Collected data
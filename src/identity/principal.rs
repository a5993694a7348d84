use serde::{Deserialize, Serialize};

/// The verified identity behind a request. Reconstructed from the access
/// token on every request; never persisted.
#[derive(Debug, Clone, Serialize, Deserialize, PartialEq, Eq)]
pub struct Principal {
    pub user_id: String,
    pub username: String,
}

§ **ASSIGNED TASK**: All lines of the data are to be repeated exactly as they stand.

§ **TASK ANSWER**:
filename src/identity/principal.rs
repository a5993694a7348d84
use serde::{Deserialize, Serialize};

/// The verified identity behind a request. Reconstructed from the access
/// token on every request; never persisted.
#[derive(Debug, Clone, Serialize, Deserialize, PartialEq, Eq)]
pub struct Principal {
    pub user_id: String,
    pub username: String,
}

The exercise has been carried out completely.